BOLZANO.

BOLZANO. L’acqua che si perde lungo le reti di distribuzione resta una delle grandi sfide anche per il territorio altoatesino, in un’estate segnata da temperature elevate e da una crescente attenzione alla disponibilità della risorsa idrica. I dati dell’Ufficio studi della Cgia fotografano una situazione nazionale critica: in Italia oltre il 42% dell’acqua immessa negli acquedotti non arriva ai cittadini, con una perdita media di 157 litri al giorno per abitante.

Il dato relativo al Trentino-Alto Adige è però tra i migliori del Paese. La regione registra una dispersione del 33,8%, contro percentuali molto più elevate in diverse aree italiane, con Basilicata e Abruzzo oltre il 60%. Significa comunque che ogni giorno una parte importante dell’acqua immessa nelle reti viene persa: complessivamente si parla di circa 67 milioni di metri cubi e di un impatto economico stimato in 98 milioni di euro.

Le cause delle dispersioni sono diverse: condotte datate, rotture, problemi di misurazione dei consumi e utilizzi non autorizzati. Anche in un territorio dove la gestione della risorsa idrica è storicamente più strutturata, la manutenzione delle infrastrutture resta un tema centrale, soprattutto alla luce dei cambiamenti climatici e della maggiore frequenza dei periodi di siccità.

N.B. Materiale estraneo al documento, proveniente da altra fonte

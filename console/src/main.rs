mod cli;
mod error;
mod handlers;
mod state;
mod views;

use std::io::IsTerminal;
use std::process::ExitCode;

use admin_client::config::Config;
use clap::Parser;
use tracing_subscriber::layer::SubscriberExt;
use tracing_subscriber::util::SubscriberInitExt;

use cli::{Args, Command};
use error::ConsoleError;
use state::AppState;
use views::toast_line;

#[tokio::main]
async fn main() -> ExitCode {
    dotenvy::dotenv().ok();

    tracing_subscriber::registry()
        .with(
            tracing_subscriber::EnvFilter::try_from_default_env()
                .unwrap_or_else(|_| "console=info,admin_client=info".into()),
        )
        .with(tracing_subscriber::fmt::layer().with_writer(std::io::stderr))
        .init();

    let args = Args::parse();

    match run(args).await {
        Ok(()) => ExitCode::SUCCESS,
        Err(err) => {
            tracing::debug!(error = ?err, "command failed");
            eprintln!("Error: {err}");
            ExitCode::FAILURE
        }
    }
}

async fn run(args: Args) -> Result<(), ConsoleError> {
    let mut config = Config::from_env()?;
    if let Some(url) = &args.api_url {
        config = config.with_api_url(url)?;
    }
    config.max_retries = args.retries;
    tracing::debug!(api_url = %config.api_url, env = ?config.env, "configuration loaded");

    let state = AppState::new(&config)?;
    let interactive = std::io::stdin().is_terminal();

    let output = match args.command {
        Command::Users { action } => handlers::users::handle(&state, action, interactive).await?,
        Command::Roles { action } => handlers::roles::handle(&state, action, interactive).await?,
        Command::Browse { target } => return handlers::browse::run(&state, target).await,
    };

    print!("{output}");
    for toast in state.toaster.all().await {
        println!("{}", toast_line(&toast));
    }
    Ok(())
}
pub mod api;
pub mod config;
pub mod error;
pub mod mutations;
pub mod query;
pub mod retry;
pub mod search;
pub mod services;
pub mod toast;
pub mod utils;
pub mod validation;

use std::fmt;

use chrono::{DateTime, Utc};
use serde::{de::DeserializeOwned, Deserialize, Serialize};
use validator::Validate;

use crate::query::CachedPage;
use crate::validation::{validate_new_role, validate_new_user, FieldErrors};

/// Cache key of a resource collection. Also the REST collection path.
#[derive(Debug, Clone, Copy, PartialEq, Eq, Hash)]
pub enum QueryKey {
    Users,
    Roles,
}

impl QueryKey {
    pub fn as_str(&self) -> &'static str {
        match self {
            QueryKey::Users => "users",
            QueryKey::Roles => "roles",
        }
    }
}

impl fmt::Display for QueryKey {
    fn fmt(&self, f: &mut fmt::Formatter<'_>) -> fmt::Result {
        f.write_str(self.as_str())
    }
}

#[derive(Debug, Serialize, Deserialize, Clone, PartialEq)]
#[serde(rename_all = "camelCase")]
pub struct User {
    pub id: String,
    pub created_at: DateTime<Utc>,
    pub updated_at: DateTime<Utc>,
    pub first: String,
    pub last: String,
    pub role_id: String,
    #[serde(default, skip_serializing_if = "Option::is_none")]
    pub photo: Option<String>,
}

impl User {
    pub fn full_name(&self) -> String {
        format!("{} {}", self.first, self.last)
    }

    /// Avatar fallback: first letter of each name part.
    pub fn initials(&self) -> String {
        self.first
            .chars()
            .next()
            .into_iter()
            .chain(self.last.chars().next())
            .collect()
    }
}

#[derive(Debug, Serialize, Deserialize, Clone, PartialEq)]
#[serde(rename_all = "camelCase")]
pub struct Role {
    pub id: String,
    pub created_at: DateTime<Utc>,
    pub updated_at: DateTime<Utc>,
    pub name: String,
    #[serde(default, skip_serializing_if = "Option::is_none")]
    pub description: Option<String>,
    #[serde(default)]
    pub is_default: bool,
}

/// One page of a collection as returned by the list endpoints.
#[derive(Debug, Serialize, Deserialize, Clone, PartialEq)]
pub struct PagedResult<T> {
    pub data: Vec<T>,
    pub next: Option<u32>,
    pub prev: Option<u32>,
    pub pages: u32,
}

impl<T> PagedResult<T> {
    pub fn has_next(&self) -> bool {
        self.next.is_some()
    }

    pub fn has_prev(&self) -> bool {
        self.prev.is_some()
    }
}

/// Partial user body for `POST /users` and `PATCH /users/{id}`.
#[derive(Debug, Default, Serialize, Deserialize, Clone, PartialEq, Validate)]
#[serde(rename_all = "camelCase")]
pub struct UserPayload {
    #[serde(skip_serializing_if = "Option::is_none")]
    #[validate(length(min = 1, message = "First name is required"))]
    pub first: Option<String>,
    #[serde(skip_serializing_if = "Option::is_none")]
    #[validate(length(min = 1, message = "Last name is required"))]
    pub last: Option<String>,
    #[serde(skip_serializing_if = "Option::is_none")]
    #[validate(length(min = 1, message = "Role is required"))]
    pub role_id: Option<String>,
    #[serde(skip_serializing_if = "Option::is_none")]
    pub photo: Option<String>,
}

/// Partial role body for `POST /roles` and `PATCH /roles/{id}`.
#[derive(Debug, Default, Serialize, Deserialize, Clone, PartialEq, Validate)]
#[serde(rename_all = "camelCase")]
pub struct RolePayload {
    #[serde(skip_serializing_if = "Option::is_none")]
    #[validate(length(min = 1, message = "Name is required"))]
    pub name: Option<String>,
    #[serde(skip_serializing_if = "Option::is_none")]
    pub description: Option<String>,
    #[serde(skip_serializing_if = "Option::is_none")]
    pub is_default: Option<bool>,
}

/// A record type served by one REST collection and cached under one key.
pub trait Resource:
    Clone + fmt::Debug + PartialEq + Serialize + DeserializeOwned + Send + Sync + 'static
{
    type Payload: Clone + fmt::Debug + Serialize + Validate + Send + Sync + 'static;

    const KEY: QueryKey;
    /// Singular name used in notifications ("User", "Role").
    const LABEL: &'static str;

    fn id(&self) -> &str;

    fn display_name(&self) -> String;

    /// Writes every field present in `payload` onto `self`.
    fn apply_payload(&mut self, payload: &Self::Payload);

    /// Required-field check for a create form.
    fn validate_new(payload: &Self::Payload) -> Result<(), FieldErrors>;

    fn wrap(page: PagedResult<Self>) -> CachedPage;

    fn unwrap(page: &CachedPage) -> Option<&PagedResult<Self>>;
}

impl Resource for User {
    type Payload = UserPayload;

    const KEY: QueryKey = QueryKey::Users;
    const LABEL: &'static str = "User";

    fn id(&self) -> &str {
        &self.id
    }

    fn display_name(&self) -> String {
        self.full_name()
    }

    fn apply_payload(&mut self, payload: &UserPayload) {
        if let Some(first) = &payload.first {
            self.first = first.clone();
        }
        if let Some(last) = &payload.last {
            self.last = last.clone();
        }
        if let Some(role_id) = &payload.role_id {
            self.role_id = role_id.clone();
        }
        if let Some(photo) = &payload.photo {
            self.photo = Some(photo.clone());
        }
    }

    fn validate_new(payload: &UserPayload) -> Result<(), FieldErrors> {
        validate_new_user(payload)
    }

    fn wrap(page: PagedResult<Self>) -> CachedPage {
        CachedPage::Users(page)
    }

    fn unwrap(page: &CachedPage) -> Option<&PagedResult<Self>> {
        match page {
            CachedPage::Users(page) => Some(page),
            _ => None,
        }
    }
}

impl Resource for Role {
    type Payload = RolePayload;

    const KEY: QueryKey = QueryKey::Roles;
    const LABEL: &'static str = "Role";

    fn id(&self) -> &str {
        &self.id
    }

    fn display_name(&self) -> String {
        self.name.clone()
    }

    fn apply_payload(&mut self, payload: &RolePayload) {
        if let Some(name) = &payload.name {
            self.name = name.clone();
        }
        if let Some(description) = &payload.description {
            self.description = Some(description.clone());
        }
        if let Some(is_default) = payload.is_default {
            self.is_default = is_default;
        }
    }

    fn validate_new(payload: &RolePayload) -> Result<(), FieldErrors> {
        validate_new_role(payload)
    }

    fn wrap(page: PagedResult<Self>) -> CachedPage {
        CachedPage::Roles(page)
    }

    fn unwrap(page: &CachedPage) -> Option<&PagedResult<Self>> {
        match page {
            CachedPage::Roles(page) => Some(page),
            _ => None,
        }
    }
}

La Cgia richiama la necessità di accelerare sugli investimenti per rendere le reti più efficienti e recuperare l’acqua che oggi viene persa. Tra gli interventi indicati ci sono nuove infrastrutture per la raccolta dell’acqua piovana, sistemi di accumulo e opere capaci di garantire maggiore disponibilità nei momenti di difficoltà. Una sfida che riguarda anche l’Alto Adige, dove acqua, agricoltura, turismo e attività produttive sono strettamente legati alla gestione di questa risorsa.